2)Гистоны—осн,св-ва,сод-ие Лиз и Арг; сосредоточены в дезоксирибонуклеопротеинах ядер клеток,учавствуют в регуляции экспрессии генов.
3)Альбумины
4)Глобулины
Альбумины и глобулины распространены в органах и тканях животных—глобулярные белки,различающиеся по растворимости в дистилированой воде и в полунасыщенном р-ре (NH4)2SO4
5)Проламины
6)Глютелины
7)Протеиноиды.
Класс-ия сложных белков основана на химическоу природе входящего в их состав небелкового компанента:
1)Фосфопротеины(содержат фосфорную к-ту)
2)нуклеопротеины(сод. нуклеиновую к-ту)
3)Хромопротеины(сод. пигменты)
4)Гликопротеины (сод. Углеводы)
5)Липопротеины (сод. Липиды)
9.Классификация и функции белков:
1)ферменты (каталитически активные)
2)гормоны (полипептиды и белки)
3)регуляторы активности генома (гистоны)
4)защитные (антитела, белки свертывания и антисвертывания систем крови)

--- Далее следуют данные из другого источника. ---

//! Screen stack, overlay and render tick
//!
//! The root screen is always present. One overlay (toast or confirm) may
//! sit above the active screen and receives input first. Rendering only
//! happens when something is dirty, and a failed frame write is retried on
//! the next tick.

use g13_display::{Canvas, DisplayError, DisplaySink};
use heapless::Vec;

use crate::input::NavigationEvent;
use crate::screen::{ConfirmDialog, Request, Screen, ScreenContext, ToastScreen, View, MAX_REQUESTS};
use crate::traits::Services;

/// Maximum stack depth, root included
pub const MAX_STACK_DEPTH: usize = 8;

/// Errors from stack manipulation
#[derive(Debug, Clone, Copy, PartialEq, Eq)]
#[cfg_attr(feature = "defmt", derive(defmt::Format))]
pub enum ManagerError {
    /// Stack already holds [`MAX_STACK_DEPTH`] screens
    StackFull,
}

#[derive(Debug, Clone)]
struct ActiveOverlay {
    screen: Screen,
    /// None for overlays that wait for input
    expires_at: Option<u64>,
}

/// Owns every live screen
pub struct ScreenManager {
    root: Screen,
    /// Screens above the root, top last
    stack: Vec<Screen, { MAX_STACK_DEPTH - 1 }>,
    overlay: Option<ActiveOverlay>,
    redraw_pending: bool,
}

impl ScreenManager {
    pub fn new(root: Screen) -> Self {
        Self {
            root,
            stack: Vec::new(),
            overlay: None,
            redraw_pending: true,
        }
    }

    /// Number of screens on the stack, root included
    pub fn depth(&self) -> usize {
        self.stack.len() + 1
    }

    pub fn is_at_root(&self) -> bool {
        self.stack.is_empty()
    }

    /// Top of the stack
    pub fn active(&self) -> &Screen {
        self.stack.last().unwrap_or(&self.root)
    }

    pub fn active_mut(&mut self) -> &mut Screen {
        self.stack.last_mut().unwrap_or(&mut self.root)
    }

    pub fn overlay(&self) -> Option<&Screen> {
        self.overlay.as_ref().map(|overlay| &overlay.screen)
    }

    pub fn has_overlay(&self) -> bool {
        self.overlay.is_some()
    }

    /// Push a screen and make it active
    pub fn push(&mut self, mut screen: Screen) -> Result<(), ManagerError> {
        screen.mark_dirty();
        self.stack.push(screen).map_err(|_| ManagerError::StackFull)
    }

    /// Remove the top screen; the root is never popped
    pub fn pop(&mut self) -> Option<Screen> {
        let popped = self.stack.pop();
        if popped.is_some() {
            self.active_mut().mark_dirty();
        }
        popped
    }

    pub fn pop_to_root(&mut self) {
        if !self.stack.is_empty() {
            self.stack.clear();
            self.root.mark_dirty();
        }
    }

    /// Show an overlay, replacing any current one
    ///
    /// With a duration the overlay expires at `now_ms + duration`.
    pub fn show_overlay(&mut self, mut screen: Screen, duration_ms: Option<u32>, now_ms: u64) {
        screen.mark_dirty();
        self.overlay = Some(ActiveOverlay {
            screen,
            expires_at: duration_ms.map(|ms| now_ms + u64::from(ms)),
        });
    }

    pub fn dismiss_overlay(&mut self) {
        if self.overlay.take().is_some() {
            self.active_mut().mark_dirty();
        }
    }

    /// Route an event to the overlay, or the active screen when there is
    /// none, then apply the transitions it requested
    ///
    /// Returns true if the event was consumed.
    pub fn handle_input(
        &mut self,
        event: NavigationEvent,
        services: &mut dyn Services,
        now_ms: u64,
    ) -> bool {
        let mut ctx = ScreenContext::new(services, now_ms);
        let consumed = match self.overlay.as_mut() {
            Some(overlay) => overlay.screen.on_input(event, &mut ctx),
            None => self.active_mut().on_input(event, &mut ctx),
        };
        let requests = ctx.into_requests();
        self.apply(requests, services, now_ms);
        consumed
    }

    fn apply(&mut self, requests: Vec<Request, MAX_REQUESTS>, services: &dyn Services, now_ms: u64) {
        for request in requests {
            match request {
                Request::Push(id) => {
                    // Full stack: the current screen stays active
                    let _ = self.push(id.build(services));
                }
                Request::Pop => {
                    self.pop();
                }
                Request::PopToRoot => self.pop_to_root(),
                Request::Toast { text, duration_ms } => self.show_overlay(
                    Screen::Toast(ToastScreen::new(&text)),
                    Some(duration_ms),
                    now_ms,
                ),
                Request::Confirm {
                    message,
                    on_confirm,
                    on_cancel,
                } => self.show_overlay(
                    Screen::Confirm(ConfirmDialog::new(&message, on_confirm, on_cancel)),
                    None,
                    now_ms,
                ),
                Request::DismissOverlay => self.dismiss_overlay(),
            }
        }
    }

    /// Expire the overlay, then update the active screen and the overlay
    pub fn update(&mut self, now_ms: u64, services: &dyn Services) {
        let expired = self
            .overlay
            .as_ref()
            .and_then(|overlay| overlay.expires_at)
            .is_some_and(|expires_at| now_ms >= expires_at);
        if expired {
            self.dismiss_overlay();
        }

        self.active_mut().update(now_ms, services);
        if let Some(overlay) = self.overlay.as_mut() {
            overlay.screen.update(now_ms, services);
        }
    }

    pub fn needs_render(&self) -> bool {
        self.redraw_pending
            || self.active().is_dirty()
            || self.overlay().is_some_and(|overlay| overlay.is_dirty())
    }

    /// Redraw on the next tick even if nothing is dirty
    pub fn request_redraw(&mut self) {
        self.redraw_pending = true;
    }

    /// Redraw now, bypassing the dirty check
    pub fn force_render(&mut self, canvas: &mut Canvas, services: &dyn Services) {
        self.redraw_pending = true;
        self.render(canvas, services);
    }

    /// Draw the active screen and overlay if anything changed
    ///
    /// Returns true if the canvas was redrawn.
    pub fn render(&mut self, canvas: &mut Canvas, services: &dyn Services) -> bool {
        if !self.needs_render() {
            return false;
        }

        canvas.clear();
        self.active().render(canvas, services);
        if let Some(overlay) = self.overlay.as_mut() {
            overlay.screen.render(canvas, services);
            overlay.screen.mark_clean();
        }
        self.active_mut().mark_clean();
        self.redraw_pending = false;
        true
    }

    /// Update, render and push the frame to the display
    ///
    /// Returns Ok(true) when a frame was written. On a write error the frame
    /// is marked pending so the next tick retries it.
    pub fn tick<D: DisplaySink + ?Sized>(
        &mut self,
        now_ms: u64,
        services: &dyn Services,
        canvas: &mut Canvas,
        sink: &mut D,
    ) -> Result<bool, DisplayError> {
        self.update(now_ms, services);
        if !self.render(canvas, services) {
            return Ok(false);
        }

        match sink.write_frame(canvas.to_bytes()) {
            Ok(()) => Ok(true),
            Err(e) => {
                self.redraw_pending = true;
                Err(e)
            }
        }
    }
}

5)токсические (дифтерийные)
6)транспортные (гемоглобмн, альбумин)
7)мембранные
8)сократительные (актин и миозин)
9)рецепторные
10)ингибиторы ферментов
11)белки вирусной оболочки
12)белки с иными функциями (экзотические).
10.Ферменты (от лат. Брожение)--специализированные белки с высокой скоростью катализирующие взаимосвязанные хим.реакции, включая синтез, распад и взаимопревращение орг-их соединений, в ходе которых запасается и преобразуется хим. энергия.
Ферменты обеспечивают:
1)Экспрессию наследственной информации.
2)Биоэнергетику.
3)Синтез и распад биомолекул.
От неорг-их катализаторов ферменты отличаются:
1)Высокими эффективностью и каталитической активностью при умеренной темп-ре,нормальном давлении в области близкиз к нейтральным значениям рН среды.
2)Специфичностью действия в отношении как хим. природы субстрата(S), так и типа реакции.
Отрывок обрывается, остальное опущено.